Required action: Please keep to the lines below from the one with "filename src/error.rs" through the one with "usable request id.", and restate them word for word, ends included.

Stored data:
---+---
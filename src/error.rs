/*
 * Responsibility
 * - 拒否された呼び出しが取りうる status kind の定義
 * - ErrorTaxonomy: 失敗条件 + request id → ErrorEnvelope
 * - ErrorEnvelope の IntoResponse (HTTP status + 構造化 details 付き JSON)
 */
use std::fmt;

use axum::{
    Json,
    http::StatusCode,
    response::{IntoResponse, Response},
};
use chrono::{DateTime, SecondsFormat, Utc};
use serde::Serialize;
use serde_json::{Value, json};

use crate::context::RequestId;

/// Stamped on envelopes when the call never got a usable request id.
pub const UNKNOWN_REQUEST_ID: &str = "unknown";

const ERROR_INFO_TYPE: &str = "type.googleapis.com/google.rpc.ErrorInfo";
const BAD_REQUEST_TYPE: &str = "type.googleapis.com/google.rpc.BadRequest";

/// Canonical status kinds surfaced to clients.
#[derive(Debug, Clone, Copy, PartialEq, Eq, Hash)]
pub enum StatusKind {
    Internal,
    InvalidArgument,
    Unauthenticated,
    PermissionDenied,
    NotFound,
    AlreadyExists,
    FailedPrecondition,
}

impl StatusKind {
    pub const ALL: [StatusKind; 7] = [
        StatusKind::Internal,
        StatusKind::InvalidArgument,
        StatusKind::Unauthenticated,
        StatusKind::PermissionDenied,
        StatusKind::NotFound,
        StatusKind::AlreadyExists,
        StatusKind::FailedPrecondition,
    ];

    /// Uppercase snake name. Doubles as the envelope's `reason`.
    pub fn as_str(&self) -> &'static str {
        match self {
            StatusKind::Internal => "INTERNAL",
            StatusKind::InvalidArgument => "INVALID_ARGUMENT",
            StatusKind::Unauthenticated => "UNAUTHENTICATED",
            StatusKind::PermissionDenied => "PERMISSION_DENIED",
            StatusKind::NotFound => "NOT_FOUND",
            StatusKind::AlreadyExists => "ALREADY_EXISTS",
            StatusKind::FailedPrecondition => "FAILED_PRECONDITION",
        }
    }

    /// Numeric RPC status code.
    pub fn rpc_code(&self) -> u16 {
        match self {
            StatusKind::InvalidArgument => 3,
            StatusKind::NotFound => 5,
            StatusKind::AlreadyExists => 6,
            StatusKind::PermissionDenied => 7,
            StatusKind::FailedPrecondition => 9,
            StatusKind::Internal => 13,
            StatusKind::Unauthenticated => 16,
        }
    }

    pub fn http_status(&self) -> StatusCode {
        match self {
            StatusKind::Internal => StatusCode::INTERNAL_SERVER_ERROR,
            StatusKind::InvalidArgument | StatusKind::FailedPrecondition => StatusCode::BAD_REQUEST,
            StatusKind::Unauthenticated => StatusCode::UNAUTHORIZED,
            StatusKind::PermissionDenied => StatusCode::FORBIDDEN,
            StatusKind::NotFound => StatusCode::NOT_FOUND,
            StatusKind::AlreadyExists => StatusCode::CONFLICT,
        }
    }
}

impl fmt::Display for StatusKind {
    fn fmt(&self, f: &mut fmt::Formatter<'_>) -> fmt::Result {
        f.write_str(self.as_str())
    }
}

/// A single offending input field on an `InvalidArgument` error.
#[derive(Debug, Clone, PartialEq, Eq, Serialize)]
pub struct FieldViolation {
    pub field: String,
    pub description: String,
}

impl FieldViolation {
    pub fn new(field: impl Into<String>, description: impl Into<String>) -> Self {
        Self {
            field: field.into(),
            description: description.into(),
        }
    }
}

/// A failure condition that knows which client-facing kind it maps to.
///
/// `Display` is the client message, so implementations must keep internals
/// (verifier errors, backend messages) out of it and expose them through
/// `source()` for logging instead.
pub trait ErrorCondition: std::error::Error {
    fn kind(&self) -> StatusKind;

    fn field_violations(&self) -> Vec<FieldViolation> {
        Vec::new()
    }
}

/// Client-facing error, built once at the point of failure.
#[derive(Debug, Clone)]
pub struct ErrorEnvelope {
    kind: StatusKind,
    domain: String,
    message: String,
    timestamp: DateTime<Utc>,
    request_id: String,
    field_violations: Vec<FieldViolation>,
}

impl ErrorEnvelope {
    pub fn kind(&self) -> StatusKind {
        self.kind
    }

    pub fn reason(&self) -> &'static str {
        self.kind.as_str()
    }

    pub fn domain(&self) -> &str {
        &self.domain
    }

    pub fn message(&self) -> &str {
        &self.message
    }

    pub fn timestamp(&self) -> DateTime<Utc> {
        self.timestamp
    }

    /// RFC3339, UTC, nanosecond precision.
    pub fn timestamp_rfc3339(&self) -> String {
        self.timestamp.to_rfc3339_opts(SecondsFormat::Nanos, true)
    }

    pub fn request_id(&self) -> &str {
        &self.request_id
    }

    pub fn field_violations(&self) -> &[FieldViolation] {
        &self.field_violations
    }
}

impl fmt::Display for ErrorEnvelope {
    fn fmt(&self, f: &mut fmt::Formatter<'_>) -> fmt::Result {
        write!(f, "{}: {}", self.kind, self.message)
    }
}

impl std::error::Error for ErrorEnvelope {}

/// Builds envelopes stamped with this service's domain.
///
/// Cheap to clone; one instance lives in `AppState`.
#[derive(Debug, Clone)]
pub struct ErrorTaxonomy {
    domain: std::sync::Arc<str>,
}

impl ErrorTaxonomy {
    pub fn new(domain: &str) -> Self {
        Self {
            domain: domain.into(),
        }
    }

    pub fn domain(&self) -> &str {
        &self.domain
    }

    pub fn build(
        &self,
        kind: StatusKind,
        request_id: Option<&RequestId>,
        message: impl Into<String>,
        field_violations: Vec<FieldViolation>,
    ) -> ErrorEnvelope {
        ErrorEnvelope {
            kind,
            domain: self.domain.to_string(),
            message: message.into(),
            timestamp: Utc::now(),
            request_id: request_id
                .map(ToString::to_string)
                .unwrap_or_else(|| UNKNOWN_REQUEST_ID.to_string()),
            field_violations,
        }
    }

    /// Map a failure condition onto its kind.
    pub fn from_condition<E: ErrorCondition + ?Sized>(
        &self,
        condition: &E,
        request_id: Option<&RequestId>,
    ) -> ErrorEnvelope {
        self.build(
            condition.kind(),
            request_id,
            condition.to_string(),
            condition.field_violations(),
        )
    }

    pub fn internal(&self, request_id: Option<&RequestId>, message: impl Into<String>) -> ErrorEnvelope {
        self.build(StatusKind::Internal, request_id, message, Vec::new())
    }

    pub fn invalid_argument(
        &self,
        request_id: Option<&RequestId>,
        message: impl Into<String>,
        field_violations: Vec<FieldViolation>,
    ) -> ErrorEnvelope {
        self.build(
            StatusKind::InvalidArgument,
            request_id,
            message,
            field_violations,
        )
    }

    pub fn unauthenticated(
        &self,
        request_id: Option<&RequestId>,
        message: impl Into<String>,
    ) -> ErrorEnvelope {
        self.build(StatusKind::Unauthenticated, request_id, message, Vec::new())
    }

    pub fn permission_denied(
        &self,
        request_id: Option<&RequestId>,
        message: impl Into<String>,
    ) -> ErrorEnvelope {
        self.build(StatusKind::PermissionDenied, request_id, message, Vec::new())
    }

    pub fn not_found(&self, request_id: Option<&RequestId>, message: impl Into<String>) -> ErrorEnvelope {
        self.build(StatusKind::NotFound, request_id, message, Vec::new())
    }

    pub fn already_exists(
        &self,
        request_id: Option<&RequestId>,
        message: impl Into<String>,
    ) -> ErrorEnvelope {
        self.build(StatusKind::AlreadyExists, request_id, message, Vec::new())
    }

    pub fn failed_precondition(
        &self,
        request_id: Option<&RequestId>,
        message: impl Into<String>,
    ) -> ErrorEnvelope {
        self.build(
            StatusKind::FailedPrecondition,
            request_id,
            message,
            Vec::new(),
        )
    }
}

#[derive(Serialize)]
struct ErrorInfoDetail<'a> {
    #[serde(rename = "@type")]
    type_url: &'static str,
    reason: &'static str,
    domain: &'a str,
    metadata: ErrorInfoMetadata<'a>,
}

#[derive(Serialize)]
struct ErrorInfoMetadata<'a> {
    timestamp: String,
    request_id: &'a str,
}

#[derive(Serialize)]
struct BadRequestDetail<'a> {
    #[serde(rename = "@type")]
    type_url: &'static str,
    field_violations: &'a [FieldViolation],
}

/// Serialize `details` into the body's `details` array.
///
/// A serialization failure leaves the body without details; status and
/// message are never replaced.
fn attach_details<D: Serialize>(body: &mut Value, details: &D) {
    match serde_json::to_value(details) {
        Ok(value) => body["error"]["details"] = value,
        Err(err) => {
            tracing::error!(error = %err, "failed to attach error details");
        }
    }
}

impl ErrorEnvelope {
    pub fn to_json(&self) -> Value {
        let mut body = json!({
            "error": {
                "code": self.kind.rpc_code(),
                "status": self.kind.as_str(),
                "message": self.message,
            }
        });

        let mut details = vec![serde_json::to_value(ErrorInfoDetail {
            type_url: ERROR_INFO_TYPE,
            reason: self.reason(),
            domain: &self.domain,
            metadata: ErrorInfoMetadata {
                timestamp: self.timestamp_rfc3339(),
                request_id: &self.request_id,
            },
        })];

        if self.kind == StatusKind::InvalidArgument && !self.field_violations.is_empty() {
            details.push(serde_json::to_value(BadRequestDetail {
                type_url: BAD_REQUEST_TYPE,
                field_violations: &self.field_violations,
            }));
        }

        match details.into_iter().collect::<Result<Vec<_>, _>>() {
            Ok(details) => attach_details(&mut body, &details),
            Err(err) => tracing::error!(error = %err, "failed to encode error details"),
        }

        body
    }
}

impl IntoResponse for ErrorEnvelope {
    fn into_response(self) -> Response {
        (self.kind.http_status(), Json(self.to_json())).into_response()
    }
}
---+---
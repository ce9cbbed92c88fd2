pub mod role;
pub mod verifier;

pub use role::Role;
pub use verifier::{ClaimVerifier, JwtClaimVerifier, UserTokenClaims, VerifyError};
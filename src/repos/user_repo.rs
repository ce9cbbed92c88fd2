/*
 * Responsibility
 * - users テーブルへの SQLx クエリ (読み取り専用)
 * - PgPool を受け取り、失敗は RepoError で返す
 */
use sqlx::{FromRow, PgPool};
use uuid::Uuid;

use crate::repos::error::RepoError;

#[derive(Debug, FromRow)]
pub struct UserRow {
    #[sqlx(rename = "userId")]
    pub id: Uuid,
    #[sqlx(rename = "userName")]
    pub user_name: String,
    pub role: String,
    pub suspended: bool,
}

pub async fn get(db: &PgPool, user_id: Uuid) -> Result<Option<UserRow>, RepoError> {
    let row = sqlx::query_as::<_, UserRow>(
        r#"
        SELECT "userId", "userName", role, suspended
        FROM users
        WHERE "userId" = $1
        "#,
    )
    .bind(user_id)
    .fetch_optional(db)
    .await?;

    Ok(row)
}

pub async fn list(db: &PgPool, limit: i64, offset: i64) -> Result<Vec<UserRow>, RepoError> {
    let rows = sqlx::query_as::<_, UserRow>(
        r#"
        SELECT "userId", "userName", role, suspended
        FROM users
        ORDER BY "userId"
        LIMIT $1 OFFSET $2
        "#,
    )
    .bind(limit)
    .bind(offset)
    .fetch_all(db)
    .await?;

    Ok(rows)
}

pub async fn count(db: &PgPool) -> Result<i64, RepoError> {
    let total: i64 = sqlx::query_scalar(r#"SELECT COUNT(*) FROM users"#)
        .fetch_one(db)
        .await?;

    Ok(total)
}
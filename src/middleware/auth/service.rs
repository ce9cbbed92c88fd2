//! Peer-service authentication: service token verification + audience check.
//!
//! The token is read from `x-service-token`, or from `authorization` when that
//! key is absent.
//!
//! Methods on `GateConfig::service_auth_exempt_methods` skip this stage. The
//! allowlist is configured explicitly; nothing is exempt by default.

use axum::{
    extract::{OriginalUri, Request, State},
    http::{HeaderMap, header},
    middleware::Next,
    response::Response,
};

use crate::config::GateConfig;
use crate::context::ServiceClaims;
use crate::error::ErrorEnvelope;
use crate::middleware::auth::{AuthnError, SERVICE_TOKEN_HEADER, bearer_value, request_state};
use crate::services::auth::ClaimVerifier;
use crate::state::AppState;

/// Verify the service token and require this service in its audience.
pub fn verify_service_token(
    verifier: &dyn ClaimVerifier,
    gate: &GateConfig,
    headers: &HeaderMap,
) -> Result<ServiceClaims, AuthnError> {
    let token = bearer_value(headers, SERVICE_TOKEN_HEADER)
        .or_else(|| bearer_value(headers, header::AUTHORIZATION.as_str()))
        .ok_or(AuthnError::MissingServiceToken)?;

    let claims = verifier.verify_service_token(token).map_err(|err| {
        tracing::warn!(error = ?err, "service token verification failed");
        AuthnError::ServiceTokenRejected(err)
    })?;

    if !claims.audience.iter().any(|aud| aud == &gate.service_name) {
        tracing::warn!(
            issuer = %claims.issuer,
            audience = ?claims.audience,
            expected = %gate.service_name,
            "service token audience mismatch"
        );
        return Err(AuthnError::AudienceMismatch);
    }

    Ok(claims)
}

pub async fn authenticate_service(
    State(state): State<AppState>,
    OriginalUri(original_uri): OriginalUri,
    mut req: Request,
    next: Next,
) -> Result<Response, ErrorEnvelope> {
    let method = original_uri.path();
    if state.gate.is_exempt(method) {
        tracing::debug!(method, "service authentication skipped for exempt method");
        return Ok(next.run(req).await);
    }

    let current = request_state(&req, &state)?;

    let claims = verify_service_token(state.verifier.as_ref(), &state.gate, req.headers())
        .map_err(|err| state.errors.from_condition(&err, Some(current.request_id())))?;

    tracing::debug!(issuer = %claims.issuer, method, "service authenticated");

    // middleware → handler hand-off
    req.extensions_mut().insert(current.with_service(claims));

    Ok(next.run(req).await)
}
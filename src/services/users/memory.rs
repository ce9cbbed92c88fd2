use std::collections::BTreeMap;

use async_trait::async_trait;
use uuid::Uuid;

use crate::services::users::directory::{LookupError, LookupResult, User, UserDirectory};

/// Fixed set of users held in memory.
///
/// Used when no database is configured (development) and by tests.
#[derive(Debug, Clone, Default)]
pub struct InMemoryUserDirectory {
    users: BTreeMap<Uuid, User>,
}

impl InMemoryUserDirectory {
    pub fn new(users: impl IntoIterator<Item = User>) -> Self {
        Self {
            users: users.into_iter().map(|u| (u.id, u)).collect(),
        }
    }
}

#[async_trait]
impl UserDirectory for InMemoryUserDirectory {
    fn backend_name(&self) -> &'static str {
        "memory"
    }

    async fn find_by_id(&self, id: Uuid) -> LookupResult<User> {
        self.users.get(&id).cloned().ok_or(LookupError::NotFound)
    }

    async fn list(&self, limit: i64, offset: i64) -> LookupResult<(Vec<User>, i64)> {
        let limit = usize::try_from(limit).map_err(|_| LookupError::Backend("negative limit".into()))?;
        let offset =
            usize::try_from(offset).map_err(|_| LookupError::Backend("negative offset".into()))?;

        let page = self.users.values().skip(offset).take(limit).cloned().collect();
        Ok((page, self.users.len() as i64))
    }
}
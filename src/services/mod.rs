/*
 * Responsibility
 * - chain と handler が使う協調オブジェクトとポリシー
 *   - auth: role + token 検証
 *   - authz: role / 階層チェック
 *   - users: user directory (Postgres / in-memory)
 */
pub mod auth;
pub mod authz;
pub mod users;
---+---
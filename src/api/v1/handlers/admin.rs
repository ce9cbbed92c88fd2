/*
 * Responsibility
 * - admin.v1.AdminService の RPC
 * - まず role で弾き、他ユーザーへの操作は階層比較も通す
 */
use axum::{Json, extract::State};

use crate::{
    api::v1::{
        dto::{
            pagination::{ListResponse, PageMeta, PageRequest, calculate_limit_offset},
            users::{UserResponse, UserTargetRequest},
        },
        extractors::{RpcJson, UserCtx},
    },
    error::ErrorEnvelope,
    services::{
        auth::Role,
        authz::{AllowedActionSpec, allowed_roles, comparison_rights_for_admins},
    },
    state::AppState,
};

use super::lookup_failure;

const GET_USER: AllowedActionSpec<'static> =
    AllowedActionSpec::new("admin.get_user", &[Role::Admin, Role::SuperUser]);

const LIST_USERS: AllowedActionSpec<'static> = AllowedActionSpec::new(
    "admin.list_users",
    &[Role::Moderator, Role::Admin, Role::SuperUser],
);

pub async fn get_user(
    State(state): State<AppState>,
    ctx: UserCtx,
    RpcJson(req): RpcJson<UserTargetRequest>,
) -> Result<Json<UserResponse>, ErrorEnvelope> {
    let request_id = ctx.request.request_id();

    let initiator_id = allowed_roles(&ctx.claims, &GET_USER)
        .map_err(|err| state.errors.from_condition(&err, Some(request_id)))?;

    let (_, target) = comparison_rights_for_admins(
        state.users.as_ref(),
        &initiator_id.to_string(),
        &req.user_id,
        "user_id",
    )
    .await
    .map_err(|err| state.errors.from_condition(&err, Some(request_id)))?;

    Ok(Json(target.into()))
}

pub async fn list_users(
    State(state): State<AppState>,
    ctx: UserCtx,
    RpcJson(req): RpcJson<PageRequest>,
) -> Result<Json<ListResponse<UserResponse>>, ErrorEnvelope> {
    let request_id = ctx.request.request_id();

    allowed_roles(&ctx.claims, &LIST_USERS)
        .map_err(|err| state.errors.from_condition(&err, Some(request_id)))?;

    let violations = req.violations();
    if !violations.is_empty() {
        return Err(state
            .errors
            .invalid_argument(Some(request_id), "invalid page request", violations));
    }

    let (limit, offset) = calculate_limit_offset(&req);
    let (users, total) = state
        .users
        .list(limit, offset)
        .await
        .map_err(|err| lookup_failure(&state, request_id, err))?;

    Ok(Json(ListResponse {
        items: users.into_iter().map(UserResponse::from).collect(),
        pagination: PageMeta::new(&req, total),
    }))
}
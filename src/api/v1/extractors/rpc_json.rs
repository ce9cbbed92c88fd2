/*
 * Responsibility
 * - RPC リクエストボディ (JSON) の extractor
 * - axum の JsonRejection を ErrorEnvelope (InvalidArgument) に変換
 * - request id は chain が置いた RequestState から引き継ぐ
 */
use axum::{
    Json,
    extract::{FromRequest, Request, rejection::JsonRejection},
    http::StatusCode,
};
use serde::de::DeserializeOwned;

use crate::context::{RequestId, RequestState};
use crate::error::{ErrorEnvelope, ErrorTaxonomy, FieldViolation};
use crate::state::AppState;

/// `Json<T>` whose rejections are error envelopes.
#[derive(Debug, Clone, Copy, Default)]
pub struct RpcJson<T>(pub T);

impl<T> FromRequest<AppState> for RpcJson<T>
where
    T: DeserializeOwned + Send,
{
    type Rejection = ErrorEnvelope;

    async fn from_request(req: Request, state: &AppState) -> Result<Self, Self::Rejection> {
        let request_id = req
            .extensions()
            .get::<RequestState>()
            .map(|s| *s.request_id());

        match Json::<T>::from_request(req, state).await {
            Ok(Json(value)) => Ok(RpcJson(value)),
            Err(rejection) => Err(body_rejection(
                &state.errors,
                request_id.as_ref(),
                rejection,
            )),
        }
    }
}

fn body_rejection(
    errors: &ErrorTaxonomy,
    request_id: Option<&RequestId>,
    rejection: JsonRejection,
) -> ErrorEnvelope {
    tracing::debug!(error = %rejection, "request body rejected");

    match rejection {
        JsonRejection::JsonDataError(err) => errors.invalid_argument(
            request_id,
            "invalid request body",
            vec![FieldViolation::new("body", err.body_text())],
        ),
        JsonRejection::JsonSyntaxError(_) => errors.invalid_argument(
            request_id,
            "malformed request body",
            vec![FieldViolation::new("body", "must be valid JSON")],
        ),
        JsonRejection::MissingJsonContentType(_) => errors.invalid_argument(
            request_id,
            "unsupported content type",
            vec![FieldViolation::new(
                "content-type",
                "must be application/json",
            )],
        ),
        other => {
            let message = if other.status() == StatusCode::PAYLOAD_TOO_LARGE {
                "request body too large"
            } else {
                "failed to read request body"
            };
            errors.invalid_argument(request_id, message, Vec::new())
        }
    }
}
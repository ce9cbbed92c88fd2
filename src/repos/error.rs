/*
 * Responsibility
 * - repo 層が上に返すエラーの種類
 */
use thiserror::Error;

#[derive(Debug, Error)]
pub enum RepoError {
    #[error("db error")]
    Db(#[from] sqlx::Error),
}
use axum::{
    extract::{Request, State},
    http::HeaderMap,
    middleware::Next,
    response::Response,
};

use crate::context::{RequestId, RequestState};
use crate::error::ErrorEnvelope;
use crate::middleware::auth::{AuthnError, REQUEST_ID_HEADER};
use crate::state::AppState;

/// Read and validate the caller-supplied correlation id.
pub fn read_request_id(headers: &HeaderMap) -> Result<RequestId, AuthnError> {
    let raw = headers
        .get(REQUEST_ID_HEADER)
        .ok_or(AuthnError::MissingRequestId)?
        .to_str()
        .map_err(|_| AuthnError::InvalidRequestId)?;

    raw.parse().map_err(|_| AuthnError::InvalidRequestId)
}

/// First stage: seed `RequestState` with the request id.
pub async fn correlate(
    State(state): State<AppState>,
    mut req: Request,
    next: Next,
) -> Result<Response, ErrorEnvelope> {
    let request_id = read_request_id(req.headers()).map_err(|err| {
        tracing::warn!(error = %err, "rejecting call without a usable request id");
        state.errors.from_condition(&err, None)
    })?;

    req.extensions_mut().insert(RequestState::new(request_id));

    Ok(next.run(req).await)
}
---+---
Result of this exercise:
filename src/error.rs
/*
 * Responsibility
 * - 拒否された呼び出しが取りうる status kind の定義
 * - ErrorTaxonomy: 失敗条件 + request id → ErrorEnvelope
 * - ErrorEnvelope の IntoResponse (HTTP status + 構造化 details 付き JSON)
 */
use std::fmt;

use axum::{
    Json,
    http::StatusCode,
    response::{IntoResponse, Response},
};
use chrono::{DateTime, SecondsFormat, Utc};
use serde::Serialize;
use serde_json::{Value, json};

use crate::context::RequestId;

/// Stamped on envelopes when the call never got a usable request id.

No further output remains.